What is being asked →
Every line of the records that holds the word "EventKind" should be copied out.

Listed entries →
● ● ● ●
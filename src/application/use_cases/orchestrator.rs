//! Workflow orchestration
//!
//! Drives a turn through the fixed node graph (intake → plan → retrieve →
//! generate → execute → validate) and owns every retry, escalation and
//! failure decision; the node components only classify. Each turn streams an
//! ordered sequence of events ending in exactly one terminal event: complete,
//! interrupt or error.
//!
//! Sessions are single-flight: one running or parked turn at a time. A parked
//! turn lives in the checkpoint store, holds no concurrency permit, and is
//! re-entered at the planning node on resume.

use crate::application::use_cases::intent_planner::IntentPlanner;
use crate::application::use_cases::knowledge_store::{KnowledgeStore, ScoredItem};
use crate::application::use_cases::query_executor::QueryExecutor;
use crate::application::use_cases::sql_generator::SqlGenerator;
use crate::application::use_cases::validator::{Validator, Verdict};
use crate::domain::error::{AppError, ErrorClass, Result};
use crate::domain::intent::IntentRoute;
use crate::domain::knowledge::{KnowledgeDraft, KnowledgeKind};
use crate::domain::session::{Checkpoint, PriorError, Turn, TurnOutcome, TurnRecord};
use crate::domain::workflow::{Event, WorkflowState};
use crate::infrastructure::history::{CheckpointStore, HistoryStore};
use chrono::Utc;
use std::collections::HashMap;
use std::future::Future;
use std::sync::atomic::{AtomicBool, Ordering};
use std::sync::{Arc, Mutex};
use std::time::Duration;
use tokio::sync::{mpsc, Notify, Semaphore};
use tracing::{info, warn};
use uuid::Uuid;

#[derive(Debug, Clone)]
pub struct OrchestratorConfig {
    /// Bound on generate↔validate self-correction cycles per turn.
    pub max_semantic_retries: u32,
    /// Bound on backoff retries per external call.
    pub max_transient_retries: u32,
    pub backoff_base_ms: u64,
    /// Knowledge items retrieved per turn.
    pub search_k: usize,
    /// Prior turns fed to the planner as conversation context.
    pub conversation_window: usize,
    pub max_concurrent_sessions: usize,
    pub channel_capacity: usize,
    /// Row cap when rendering results into the answer.
    pub answer_preview_rows: usize,
}

impl Default for OrchestratorConfig {
    fn default() -> Self {
        Self {
            max_semantic_retries: 3,
            max_transient_retries: 3,
            backoff_base_ms: 200,
            search_k: 12,
            conversation_window: 5,
            max_concurrent_sessions: 8,
            channel_capacity: 32,
            answer_preview_rows: 50,
        }
    }
}

/// Per-session in-process state. Parked turns are tracked by the checkpoint
/// store instead, so a handle with `in_flight == false` and no checkpoint
/// means the session is idle.
#[derive(Default)]
struct SessionHandle {
    in_flight: AtomicBool,
    cancelled: AtomicBool,
    cancel: Notify,
}

/// Race a component call against the session's cancellation signal.
async fn guarded<T>(
    handle: &SessionHandle,
    fut: impl Future<Output = Result<T>>,
) -> Result<T> {
    if handle.cancelled.load(Ordering::SeqCst) {
        return Err(AppError::Cancelled);
    }
    tokio::select! {
        _ = handle.cancel.notified() => Err(AppError::Cancelled),
        res = fut => res,
    }
}

/// Retry a call while it fails transiently, with exponential backoff. Any
/// other error class (and retry exhaustion) surfaces to the caller.
macro_rules! retry_transient {
    ($self:expr, $handle:expr, $call:expr) => {{
        let mut attempt: u32 = 0;
        loop {
            match guarded($handle, $call).await {
                Ok(v) => break Ok(v),
                Err(e)
                    if e.class() == ErrorClass::Transient
                        && attempt < $self.config.max_transient_retries =>
                {
                    attempt += 1;
                    warn!("Transient failure (attempt {}): {}", attempt, e);
                    guarded($handle, $self.backoff(attempt)).await?;
                }
                Err(e) => break Err(e),
            }
        }
    }};
}
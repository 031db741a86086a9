//! Workflow graph vocabulary
//!
//! The orchestrator advances a turn through a fixed set of nodes and emits one
//! ordered stream of events per turn. Exactly one terminal event is produced:
//! `Complete`, `Interrupt` or `Error`.

use crate::domain::error::ErrorClass;
use serde::{Deserialize, Serialize};

#[derive(Debug, Clone, Copy, PartialEq, Eq, Serialize, Deserialize)]
pub enum WorkflowState {
    Intake,
    Plan,
    Retrieve,
    Generate,
    Execute,
    Validate,
    Refine,
    AwaitHuman,
    Success,
    Failed,
}

impl WorkflowState {
    pub fn label(&self) -> &'static str {
        match self {
            WorkflowState::Intake => "intake",
            WorkflowState::Plan => "plan",
            WorkflowState::Retrieve => "retrieve",
            WorkflowState::Generate => "generate",
            WorkflowState::Execute => "execute",
            WorkflowState::Validate => "validate",
            WorkflowState::Refine => "refine",
            WorkflowState::AwaitHuman => "await_human",
            WorkflowState::Success => "success",
            WorkflowState::Failed => "failed",
        }
    }

    pub fn is_terminal(&self) -> bool {
        matches!(self, WorkflowState::Success | WorkflowState::Failed)
    }
}

#[derive(Debug, Clone, PartialEq, Serialize, Deserialize)]
#[serde(tag = "type", rename_all = "snake_case")]
pub enum EventKind {
    /// Intermediate progress from a node.
    Progress,
    /// The turn is parked awaiting human clarification.
    Interrupt { prompt: String },
    /// Terminal success.
    Complete { answer: String, sql: Option<String> },
    /// Terminal failure.
    Error { kind: ErrorClass, message: String },
}

/// One element of the per-turn event stream.
#[derive(Debug, Clone, PartialEq, Serialize, Deserialize)]
pub struct Event {
    /// Label of the node that produced the event.
    pub node: String,
    pub content: String,
    pub kind: EventKind,
    pub is_final: bool,
}

impl Event {
    pub fn progress(node: WorkflowState, content: impl Into<String>) -> Self {
        Self {
            node: node.label().to_string(),
            content: content.into(),
            kind: EventKind::Progress,
            is_final: false,
        }
    }

    pub fn interrupt(prompt: String) -> Self {
        Self {
            node: WorkflowState::AwaitHuman.label().to_string(),
            content: prompt.clone(),
            kind: EventKind::Interrupt { prompt },
            is_final: true,
        }
    }

    pub fn complete(answer: String, sql: Option<String>) -> Self {
        Self {
            node: WorkflowState::Success.label().to_string(),
            content: answer.clone(),
            kind: EventKind::Complete { answer, sql },
            is_final: true,
        }
    }

    pub fn error(kind: ErrorClass, message: String) -> Self {
        Self {
            node: WorkflowState::Failed.label().to_string(),
            content: message.clone(),
            kind: EventKind::Error { kind, message },
            is_final: true,
        }
    }
}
● ● ● ●
Written answer →
pub enum EventKind {
    pub kind: EventKind,
            kind: EventKind::Progress,
            kind: EventKind::Interrupt { prompt },
            kind: EventKind::Complete { answer, sql },
            kind: EventKind::Error { kind, message },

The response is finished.